Welche praktischen Fähigkeiten können Architekt*innen durch diese Weiterbildung erwerben?
Auch hier gilt, dass nicht nur Theorie vermittelt wird (die man ohnehin schnell wieder vergisst), sondern anhand konkreter Beispiele ein Erfahrungsschatz aufgebaut wird, der im Alltag von Architekt*innen (oder auch Fachplanenden) direkt angewendet werden kann.
«Das Entwerfen, Planen und Realisieren von Gebäuden wird in Zukunft nicht einfacher werden.»
Wie bereitet der Lehrgang Architekt*innen auf zukünftige Herausforderungen im Brandschutz, insbesondere in der modernen Gebäudeplanung, vor?

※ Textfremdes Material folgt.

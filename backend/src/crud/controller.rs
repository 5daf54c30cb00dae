//! Axum handlers for one entity namespace.
//!
//! Each handler receives the namespace's [`CrudService`] as router state and
//! forwards every failure as an [`ApiError`], which renders itself.

use axum::{
    extract::{rejection::JsonRejection, Path, State},
    http::StatusCode,
    response::Json,
};
use cadastros_common::Record;
use serde_json::Value;

use super::service::{CrudService, Removed};
use crate::error::{ApiError, ApiResult, NOT_FOUND_MESSAGE};

/// Numeric id from the `{id}` path segment.
pub fn parse_id(raw: &str) -> ApiResult<i64> {
    raw.trim()
        .parse::<i64>()
        .map_err(|_| ApiError::bad_request("Invalid identifier provided."))
}

/// Request body as a record. A body that is valid JSON but not an object
/// counts as an empty payload.
fn payload(body: Result<Json<Value>, JsonRejection>) -> ApiResult<Record> {
    match body {
        Ok(Json(Value::Object(record))) => Ok(record),
        Ok(Json(_)) => Ok(Record::new()),
        Err(rejection) => Err(ApiError::BadRequest {
            message: "Invalid JSON body.".to_string(),
            details: Some(Value::String(rejection.body_text())),
        }),
    }
}

/// GET /api/{entity}
pub async fn list(State(service): State<CrudService>) -> ApiResult<Json<Vec<Record>>> {
    Ok(Json(service.list().await?))
}

/// POST /api/{entity}
pub async fn create(
    State(service): State<CrudService>,
    body: Result<Json<Value>, JsonRejection>,
) -> ApiResult<(StatusCode, Json<Record>)> {
    let input = payload(body)?;
    let created = service.create(&input).await?;
    Ok((StatusCode::CREATED, Json(created)))
}

/// PUT /api/{entity}/{id}
pub async fn update(
    State(service): State<CrudService>,
    Path(id): Path<String>,
    body: Result<Json<Value>, JsonRejection>,
) -> ApiResult<Json<Record>> {
    let id = parse_id(&id)?;
    let input = payload(body)?;
    Ok(Json(service.update(id, &input).await?))
}

/// DELETE /api/{entity}/{id}
pub async fn remove(State(service): State<CrudService>, Path(id): Path<String>) -> ApiResult<Json<Removed>> {
    let id = parse_id(&id)?;
    Ok(Json(service.remove(id).await?))
}

/// Unmatched route or unsupported method.
pub async fn route_not_found() -> ApiError {
    ApiError::not_found(NOT_FOUND_MESSAGE)
}

#[cfg(test)]
mod tests {
    use super::*;

    #[test]
    fn test_parse_id() {
        assert_eq!(parse_id("42").unwrap(), 42);
        assert_eq!(parse_id(" 7 ").unwrap(), 7);

        for raw in ["abc", "12abc", "1.5", "", "9999999999999999999999"] {
            let err = parse_id(raw).unwrap_err();
            assert_eq!(err.to_string(), "Invalid identifier provided.");
        }
    }

    #[test]
    fn test_non_object_body_is_empty_payload() {
        let record = payload(Ok(Json(serde_json::json!([1, 2])))).unwrap();
        assert!(record.is_empty());
    }
}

Das Entwerfen, Planen und Realisieren von Gebäuden wird in Zukunft nicht einfacher werden. Anforderungen, Normen, Richtlinien etc. werden immer komplexer. Für Architekt*innen bedeutet dies, dass sie in vielen (immer mehr) Bereichen über gewisse Grundkenntnisse verfügen sollten. Sie müssen in der Lage sein, mit den Spezialist*innen zusammenzuarbeiten und zu kommunizieren. Diese Fähigkeit zu vermitteln, ist das Ziel des Lehrgangs und der Dozierenden.
Ist der aktuelle Stand der neuen Brandschutzvorschriften, die ab 2026 gelten, bereits in den Lehrgang integriert?

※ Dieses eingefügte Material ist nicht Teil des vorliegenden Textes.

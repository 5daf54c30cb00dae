//! Cadastros - Frontend Rust/Leptos Application
//!
//! A WebAssembly client for listing, creating, editing, deleting and
//! bulk-importing teams, systems, clients and statuses.
//!
//! # Architecture
//!
//! ```text
//! ┌─────────────────────────────────────────────────────────────┐
//! │                        App                                   │
//! ├─────────────────────────────────────────────────────────────┤
//! │  Header (API target)                                         │
//! ├─────────────────────────────────────────────────────────────┤
//! │  MainContent                                                 │
//! │  ├── Hero (title, description)                              │
//! │  └── Cadastros                                              │
//! │      ├── EntityTabs + ImportButton                          │
//! │      ├── EntityForm                                         │
//! │      └── EntityTable                                        │
//! ├─────────────────────────────────────────────────────────────┤
//! │  Footer                                                      │
//! └─────────────────────────────────────────────────────────────┘
//! ```
//!
//! # Modules
//!
//! - [`entities`] - Per-entity field configuration
//! - [`state`] - View state and its transitions
//! - [`types`] - Common types (Feedback, AppError)
//! - [`components`] - UI components
//! - [`services`] - API gateway and file reading

use leptos::*;
use leptos_meta::*;
use leptos_router::*;
use wasm_bindgen::prelude::*;

// =============================================================================
// Module declarations
// =============================================================================

pub mod config;
pub mod entities;
pub mod state;
pub mod types;
pub mod components;
pub mod services;

// =============================================================================
// Re-exports
// =============================================================================

// Configuration
pub use config::*;

// Types
pub use types::{AppError, AppResult, Feedback, FeedbackLevel};

// State
pub use entities::{entity_config, EntityConfig, FieldConfig, FieldInput};
pub use state::{FormState, SaveRequest, ViewState};

// Components
pub use components::*;

// Services
pub use services::*;

// =============================================================================
// Application Entry Point
// =============================================================================

/// WASM entry point - called automatically by trunk.
#[wasm_bindgen(start)]
pub fn main() {
    // Setup panic hook for better error messages
    console_error_panic_hook::set_once();

    // Setup console logging
    _ = console_log::init_with_level(log::Level::Debug);

    log::info!("🦀 Cadastros - Starting Leptos App (API: {})", API_BASE_URL);

    // Mount the application
    mount_to_body(|| view! { <App/> });
}

#[component]
pub fn App() -> impl IntoView {
    provide_meta_context();

    view! {
        <Title text=APP_NAME/>
        <Router>
            <main>
                <Routes>
                    <Route path="/" view=MainContent/>
                </Routes>
            </main>
        </Router>
    }
}

#[component]
fn MainContent() -> impl IntoView {
    view! {
        <Header/>

        <div class="container">
            <Hero/>
            <Cadastros/>
        </div>

        <Footer/>
    }
}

Betrachtet man den aktuellen Stand der Vorschriftenentwicklung, kann man davon ausgehen, dass sich die Brandschutzmassnahmen ab 2026 nicht stark ändern, sonst hätte man ja bis heute vieles «falsch gemacht». Aber der Weg, wie man in der Schweiz zu brandsicheren Gebäuden kommt, wird verändert werden. Die Planenden (Architekt*innen; Fachplanende und QS-Verantwortliche) werden mehr Spielraum, aber auch mehr Verantwortung erhalten. Und weil im Lehrgang Brandschutz für Architekt*innen eben nicht nur die Vorschriften im Vordergrund stehen, sondern die frühzeitige Integration des Brandschutzes in den Entwurf bzw. in die Architektur mit dem Ziel gute und schöne, aber auch (brand)sichere Gebäude zu entwerfen und zu realisieren, spielen die jeweils aktuell gültigen Vorschriften zwar eine Rolle, aber nicht die entscheidende. Oder anders gesagt: Absolvent*innen des Lehrgangs lernen die Hintergründe des Brandschutzes verstehen und werden auch mit den Brandschutzvorschriften 2026 umgehen können.